§ **Task instructions**: From the material below, copy each line that holds the word "worst".

'''

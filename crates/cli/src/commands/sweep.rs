//! Sweep a kernel over a linearly spaced grid.
//!
//! The grid is evaluated through the slice drivers, so a sweep exercises
//! the same full-vector and tail paths a caller processing a buffer would.

use anyhow::{bail, Context, Result};
use std::fs::File;
use std::io::{BufWriter, Write};
use std::path::Path;
use vela_math::slice::{map2_f64, map_f32, map_f64};
use vela_math::{DefaultF32Vector, DefaultF64Vector};

use crate::kernel::{ulp_distance_f32, ulp_distance_f64, Kernel};

/// One grid point
#[derive(Debug, Clone, Copy, PartialEq)]
pub struct Row {
    pub x: f64,
    pub result: f64,
    pub reference: f64,
    pub ulps: u64,
}

/// Sweep parameters
#[derive(Debug, Clone, Copy)]
pub struct SweepParams {
    pub start: f64,
    pub end: f64,
    pub steps: usize,
    /// Fixed first argument for atan2
    pub y: f64,
}

impl SweepParams {
    fn validate(&self) -> Result<()> {
        if !self.start.is_finite() || !self.end.is_finite() {
            bail!("Sweep bounds must be finite (start={}, end={})", self.start, self.end);
        }
        if self.start >= self.end {
            bail!("Sweep start ({}) must be below end ({})", self.start, self.end);
        }
        if self.steps < 2 {
            bail!("Sweep needs at least 2 steps, got {}", self.steps);
        }
        Ok(())
    }

    fn grid(&self) -> Vec<f64> {
        let step = (self.end - self.start) / (self.steps - 1) as f64;
        (0..self.steps)
            .map(|i| (self.start + step * i as f64).min(self.end))
            .collect()
    }
}

/// Evaluate `function` over the grid described by `params`.
pub fn sweep(function: &str, params: &SweepParams) -> Result<Vec<Row>> {
    params.validate()?;
    let kernel = Kernel::lookup(function)?;
    let xs = params.grid();

    let rows = match kernel {
        Kernel::Unary64 { vector, scalar } => {
            let mut out = vec![0.0; xs.len()];
            map_f64::<DefaultF64Vector, _>(&xs, &mut out, vector);
            xs.iter()
                .zip(&out)
                .map(|(&x, &result)| {
                    let reference = scalar(x);
                    Row {
                        x,
                        result,
                        reference,
                        ulps: ulp_distance_f64(result, reference),
                    }
                })
                .collect()
        }
        Kernel::Unary32 { vector, scalar } => {
            let xf: Vec<f32> = xs.iter().map(|&x| x as f32).collect();
            let mut out = vec![0.0f32; xf.len()];
            map_f32::<DefaultF32Vector, _>(&xf, &mut out, vector);
            xf.iter()
                .zip(&out)
                .map(|(&x, &result)| {
                    let reference = scalar(x);
                    Row {
                        x: x as f64,
                        result: result as f64,
                        reference: reference as f64,
                        ulps: ulp_distance_f32(result, reference),
                    }
                })
                .collect()
        }
        Kernel::Binary64 { vector, scalar } => {
            let ys = vec![params.y; xs.len()];
            let mut out = vec![0.0; xs.len()];
            map2_f64::<DefaultF64Vector, _>(&ys, &xs, &mut out, vector);
            xs.iter()
                .zip(&out)
                .map(|(&x, &result)| {
                    let reference = scalar(params.y, x);
                    Row {
                        x,
                        result,
                        reference,
                        ulps: ulp_distance_f64(result, reference),
                    }
                })
                .collect()
        }
    };

    Ok(rows)
}

/// Write `x,result,reference` rows with a header line.
pub fn write_csv<W: Write>(mut out: W, rows: &[Row]) -> std::io::Result<()> {
    writeln!(out, "x,result,reference")?;
    for row in rows {
        writeln!(out, "{:e},{:e},{:e}", row.x, row.result, row.reference)?;
    }
    out.flush()
}

/// Execute the sweep command.
pub fn execute(function: &str, params: &SweepParams, output: Option<&Path>) -> Result<()> {
    let rows = sweep(function, params)?;

    match output {
        Some(path) => {
            let file = File::create(path)
                .with_context(|| format!("Failed to create output file: {}", path.display()))?;
            write_csv(BufWriter::new(file), &rows)
                .with_context(|| format!("Failed to write CSV: {}", path.display()))?;

            let worst = rows
                .iter()
                .filter(|r| r.ulps != u64::MAX)
                .max_by_key(|r| r.ulps);
            println!(
                "Swept {} over [{}, {}] in {} steps",
                function, params.start, params.end, params.steps
            );
            if let Some(worst) = worst {
                println!("  Max ULP: {} at x={:e}", worst.ulps, worst.x);
            }
            let mismatched = rows.iter().filter(|r| r.ulps == u64::MAX).count();
            if mismatched > 0 {
                eprintln!("  {} points disagree on NaN", mismatched);
            }
            println!("Written to: {}", path.display());
        }
        None => {
            let stdout = std::io::stdout();
            write_csv(stdout.lock(), &rows).context("Failed to write CSV to stdout")?;
        }
    }

    Ok(())
}

#[cfg(test)]
mod tests {
    use super::*;

    fn params(start: f64, end: f64, steps: usize) -> SweepParams {
        SweepParams {
            start,
            end,
            steps,
            y: 1.0,
        }
    }

    #[test]
    fn test_grid_includes_both_ends() {
        let grid = params(-1.0, 1.0, 5).grid();
        assert_eq!(grid, vec![-1.0, -0.5, 0.0, 0.5, 1.0]);
    }

    #[test]
    fn test_invalid_params() {
        assert!(sweep("exp", &params(1.0, 0.0, 10)).is_err());
        assert!(sweep("exp", &params(0.0, 1.0, 1)).is_err());
        assert!(sweep("exp", &params(0.0, f64::INFINITY, 10)).is_err());
        assert!(sweep("nope", &params(0.0, 1.0, 10)).is_err());
    }

    #[test]
    fn test_sweep_tail_lengths() {
        // odd step counts leave a partial vector at the end
        for steps in [2, 3, 7, 17] {
            let rows = sweep("sin", &params(0.0, 3.0, steps)).unwrap();
            assert_eq!(rows.len(), steps);
            assert!(rows.iter().all(|r| r.ulps <= 5));
        }
        let rows = sweep("tanf", &params(-1.0, 1.0, 9)).unwrap();
        assert!(rows.iter().all(|r| r.ulps <= 5));
    }

    #[test]
    fn test_atan2_fixed_y() {
        let rows = sweep("atan2", &params(-2.0, 2.0, 5)).unwrap();
        assert_eq!(rows[2].x, 0.0);
        assert_eq!(rows[2].result, core::f64::consts::FRAC_PI_2);
    }

    #[test]
    fn test_write_csv() {
        let rows = [Row {
            x: 0.0,
            result: 1.0,
            reference: 1.0,
            ulps: 0,
        }];
        let mut buf = Vec::new();
        write_csv(&mut buf, &rows).unwrap();
        assert_eq!(String::from_utf8(buf).unwrap(), "x,result,reference\n0e0,1e0,1e0\n");
    }
}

'''

§ **Response box**:
            let worst = rows
            if let Some(worst) = worst {
                println!("  Max ULP: {} at x={:e}", worst.ulps, worst.x);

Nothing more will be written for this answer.